Isabel Guerra- Gostaria  que a junta de freguesia criasse um portal de Voluntariado e de Solidariedade.
Sr José Silva - Era importante que fosse dada voz aos cidadãos.Por isso, devia ser criada uma plataforma pública de natureza critica, ou seja, um instrumento de mobilização para que todos pudessem criticar com vista ao bem individual e comum.
Filipa Silva- Face ao momento de crise que atravessamos era importante que fosse criada uma página no facebook para os alunos mais carenciados das escolas( Twitter ou Tumbir)
André Dias- Podia-se criar um blogue para discutir os assuntos mais prementes da região.

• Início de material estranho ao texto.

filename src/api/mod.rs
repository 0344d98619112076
pub mod dtos;
pub mod extractors;
pub mod handlers;
pub mod router;
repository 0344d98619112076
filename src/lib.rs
pub mod api;
pub mod config;
pub mod domain;
pub mod error;
pub mod infra;
pub mod state;
pub mod background;

use crate::config::Config;
use crate::error::AppError;
use crate::infra::factory::bootstrap_state;
use api::router::create_router;
use std::sync::Arc;
use tracing::info;
use tracing_appender::non_blocking::WorkerGuard;
use tracing_subscriber::{layer::SubscriberExt, util::SubscriberInitExt, EnvFilter, Layer};
use crate::background::start_reconciliation_sweeper;

pub fn init_logging() -> WorkerGuard {
    let file_appender = tracing_appender::rolling::daily("./logs", "camp-bookings.log");
    let (non_blocking, guard) = tracing_appender::non_blocking(file_appender);

    let file_layer = tracing_subscriber::fmt::layer()
        .with_target(true)
        .json()
        .with_writer(non_blocking)
        .with_filter(EnvFilter::new("info,camp_bookings=debug"));

    let stdout_layer = tracing_subscriber::fmt::layer()
        .pretty()
        .with_target(false)
        .with_filter(EnvFilter::try_from_default_env().unwrap_or_else(|_| "info".into()));

    tracing_subscriber::registry()
        .with(stdout_layer)
        .with(file_layer)
        .init();

    info!("Logging initialized. Writing JSON logs to ./logs/");
    guard
}

pub async fn run() -> Result<(), AppError> {
    let _guard = init_logging();

    let config = Config::from_env()?;
    let state = bootstrap_state(&config).await?;
    let state_arc = Arc::new(state);

    let sweeper_state = state_arc.clone();
    tokio::spawn(async move {
        start_reconciliation_sweeper(sweeper_state).await;
    });

    let app = create_router(state_arc);

    let listener = tokio::net::TcpListener::bind(format!("0.0.0.0:{}", config.port)).await?;

    info!("Server running on port {}", config.port);
    axum::serve(listener, app).await?;
    Ok(())
}
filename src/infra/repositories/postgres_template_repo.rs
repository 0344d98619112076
use crate::domain::{models::template::RecurringTemplate, ports::TemplateRepository};
use crate::error::AppError;
use async_trait::async_trait;
use sqlx::{Row, PgPool};

pub struct PostgresTemplateRepo {
    pool: PgPool,
}

impl PostgresTemplateRepo {
    pub fn new(pool: PgPool) -> Self {
        Self { pool }
    }
}

#[async_trait]
impl TemplateRepository for PostgresTemplateRepo {
    async fn create(&self, template: &RecurringTemplate) -> Result<RecurringTemplate, AppError> {
        sqlx::query_as::<_, RecurringTemplate>(
            r#"INSERT INTO recurring_templates (
                id, name, title, camp_type, product_id, location_id,
                start_date, end_date, start_time, end_time, weekday_mask, created_at
            ) VALUES ($1, $2, $3, $4, $5, $6, $7, $8, $9, $10, $11, $12)
            RETURNING *"#
        )
            .bind(&template.id)
            .bind(&template.name)
            .bind(&template.title)
            .bind(&template.camp_type)
            .bind(&template.product_id)
            .bind(&template.location_id)
            .bind(template.start_date)
            .bind(template.end_date)
            .bind(template.start_time)
            .bind(template.end_time)
            .bind(template.weekday_mask)
            .bind(template.created_at)
            .fetch_one(&self.pool)
            .await
            .map_err(AppError::Database)
    }

    async fn find_by_id(&self, id: &str) -> Result<Option<RecurringTemplate>, AppError> {
        sqlx::query_as::<_, RecurringTemplate>("SELECT * FROM recurring_templates WHERE id = $1")
            .bind(id)
            .fetch_optional(&self.pool)
            .await
            .map_err(AppError::Database)
    }

    async fn list(&self) -> Result<Vec<RecurringTemplate>, AppError> {
        sqlx::query_as::<_, RecurringTemplate>("SELECT * FROM recurring_templates ORDER BY start_date ASC, name ASC")
            .fetch_all(&self.pool)
            .await
            .map_err(AppError::Database)
    }

    async fn update(&self, template: &RecurringTemplate) -> Result<RecurringTemplate, AppError> {
        let mut tx = self.pool.begin().await.map_err(AppError::Database)?;

        let generated = sqlx::query("SELECT COUNT(*) AS count FROM events WHERE template_id = $1")
            .bind(&template.id)
            .fetch_one(&mut *tx)
            .await
            .map_err(AppError::Database)?;
        if generated.get::<i64, _>("count") > 0 {
            return Err(AppError::Conflict("Template already has generated events; create a new template instead".into()));
        }

        let updated = sqlx::query_as::<_, RecurringTemplate>(
            r#"UPDATE recurring_templates SET
                name=$1, title=$2, camp_type=$3, product_id=$4, location_id=$5,
                start_date=$6, end_date=$7, start_time=$8, end_time=$9, weekday_mask=$10
               WHERE id=$11 RETURNING *"#
        )
            .bind(&template.name)
            .bind(&template.title)
            .bind(&template.camp_type)
            .bind(&template.product_id)
            .bind(&template.location_id)
            .bind(template.start_date)
            .bind(template.end_date)
            .bind(template.start_time)
            .bind(template.end_time)
            .bind(template.weekday_mask)
            .bind(&template.id)
            .fetch_optional(&mut *tx)
            .await
            .map_err(AppError::Database)?
            .ok_or_else(|| AppError::NotFound(format!("Template {} not found", template.id)))?;

        tx.commit().await.map_err(AppError::Database)?;
        Ok(updated)
    }
}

Assim, as pessoas que nos governam podiam saber as reais necessidades de cada cidadão na sua rua, na freguesia ou de alguma instituição a que pertençam.
Pedro Sousa- Era bom que a nossa freguesia tivesse mais eventos desportivos , e que não fosse somente o futebol. Era bom que se pudesse praticar ténis de mesa, e já agora um maior apoio aos jovens  com necessidades neste capítulo.
Susana Silva. Faltam muitas infra estruturas ao nível das zonas balneares: casas de banho, parques  e atividades que pudessem ocupar os jovens em tempode férias.
Márcio Costa- Mais empresas a apostar nos jovens. Sugiro a criação de uma bolsa de emprego por ramo de atividade a publicar na net , onde as empresas colocariam as suas necessidades de emprego, e aí, cada cidadão veria  se teria as condições para ser colocado ou não.